Cada noviembre, nuestros corazones salen de nuestro pecho dispuestos a honrar a aquellas personas que no hemos perdido, sino que han traspasado a un ámbito superior.
Nos llenamos de colores, olores y sabores que iluminan nuestras almas y decoran nuestra memoria.
Con cariño, buscamos ese rincón que alumbrará el recuerdo de quienes nos hacen falta en la mesa, en las festividades, y simplemente en nuestra existencia.
Anhelamos que en algún momento nos reencontremos, que volvamos a sentir el calor de nuestros cuerpos y el latido de nuestros corazones al unirse en un abrazo.

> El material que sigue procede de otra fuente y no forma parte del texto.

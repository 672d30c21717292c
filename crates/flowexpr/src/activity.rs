//! Graph nodes produced by recompilation, and the view the recompiler needs of
//! nodes already placed in a graph.

use std::sync::Arc;

use smol_str::SmolStr;

use crate::environment::Environment;
use crate::types::{AssemblyId, AssemblyName, TypeId, TypeUniverse};

/// An assembly reference declared on a node: either by name or as a loaded assembly.
#[derive(Debug, Clone, PartialEq, Eq)]
pub enum AssemblyReference {
    Named(AssemblyName),
    Loaded(AssemblyId),
}

impl AssemblyReference {
    /// Display name handed to a compiler backend, if the reference can be resolved.
    pub fn full_name(&self, universe: &TypeUniverse) -> Option<String> {
        match self {
            AssemblyReference::Named(name) => Some(name.full_name()),
            AssemblyReference::Loaded(id) => universe.assembly(*id).map(|a| a.name.full_name()),
        }
    }
}

/// A node placed in an activity graph.
pub trait Activity {
    /// Bindings visible to the node.
    fn public_environment(&self) -> Arc<Environment>;

    /// Namespaces declared as visible to the node.
    fn import_namespaces(&self) -> Vec<SmolStr>;

    /// Assemblies declared as visible to the node.
    fn import_assemblies(&self) -> Vec<AssemblyReference>;
}

/// A node whose behaviour is given by expression text.
pub trait TextExpression: Activity {
    fn language(&self) -> &str;

    fn expression_text(&self) -> &str;
}

#[derive(Debug, Clone, Copy, PartialEq, Eq, Hash)]
pub enum ExpressionKind {
    /// Produces a value.
    Value,
    /// Produces an assignable location.
    Reference,
}

/// Where a node sits: its environment and the imports declared for it.
#[derive(Debug, Clone, Default)]
pub struct ActivityScope {
    pub environment: Arc<Environment>,
    pub namespaces: Vec<SmolStr>,
    pub assemblies: Vec<AssemblyReference>,
}

impl ActivityScope {
    pub fn new(environment: Arc<Environment>) -> Self {
        Self {
            environment,
            ..Default::default()
        }
    }

    pub fn with_namespace(mut self, namespace: impl Into<SmolStr>) -> Self {
        self.namespaces.push(namespace.into());
        self
    }

    pub fn with_assembly(mut self, assembly: AssemblyReference) -> Self {
        self.assemblies.push(assembly);
        self
    }
}

impl Activity for ActivityScope {
    fn public_environment(&self) -> Arc<Environment> {
        Arc::clone(&self.environment)
    }

    fn import_namespaces(&self) -> Vec<SmolStr> {
        self.namespaces.clone()
    }

    fn import_assemblies(&self) -> Vec<AssemblyReference> {
        self.assemblies.clone()
    }
}

/// A text-expression node typed to `result_type`.
#[derive(Debug, Clone)]
pub struct ExpressionActivity {
    pub kind: ExpressionKind,
    pub result_type: TypeId,
    pub language: SmolStr,
    pub expression_text: String,
    pub scope: Option<ActivityScope>,
}

impl ExpressionActivity {
    pub fn new(kind: ExpressionKind, result_type: TypeId, language: &str, expression_text: &str) -> Self {
        Self {
            kind,
            result_type,
            language: SmolStr::new(language),
            expression_text: expression_text.to_string(),
            scope: None,
        }
    }

    /// Places the node in a graph.
    pub fn placed(mut self, scope: ActivityScope) -> Self {
        self.scope = Some(scope);
        self
    }

    pub fn is_reference(&self) -> bool {
        self.kind == ExpressionKind::Reference
    }
}

impl Activity for ExpressionActivity {
    fn public_environment(&self) -> Arc<Environment> {
        self.scope
            .as_ref()
            .map(Activity::public_environment)
            .unwrap_or_default()
    }

    fn import_namespaces(&self) -> Vec<SmolStr> {
        self.scope.as_ref().map(Activity::import_namespaces).unwrap_or_default()
    }

    fn import_assemblies(&self) -> Vec<AssemblyReference> {
        self.scope.as_ref().map(Activity::import_assemblies).unwrap_or_default()
    }
}

impl TextExpression for ExpressionActivity {
    fn language(&self) -> &str {
        &self.language
    }

    fn expression_text(&self) -> &str {
        &self.expression_text
    }
}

Desde enero hasta diciembre pensamos en ellas y ellos, en la risa, los abrazos, los besos e incluso las discusiones. Y esperamos con fervor el 1 y 2 de noviembre.
Pensamos en lo injusto que es la vida y la manera en la que nos arrebata a quienes amamos, reflexionamos cuántas veces retribuimos un poco de lo que la sociedad nos ha dado.
Con esto, muchas veces cuestionamos la actitud de nuestros gobernantes ¿Qué tan difícil puede ser brindarnos seguridad, ¿Por qué las personas con buenas intenciones siempre terminan en finales tristes? ¿Por qué a quienes intentan defender las necesidades básicas de la ciudadanía terminan siendo opacadas por diversos factores o poderes?
Es intrigante y triste saber que, en México, quien intenta hablar, es silenciado.
Saber que, en México, la narrativa se limita a culpar a gobiernos pasados, y la acción queda en el olvido.
¿Cuántas personas silenciadas se necesitan para que exista un cambio en este país?
Porque hoy no solo perdió Michoacán, perdió México.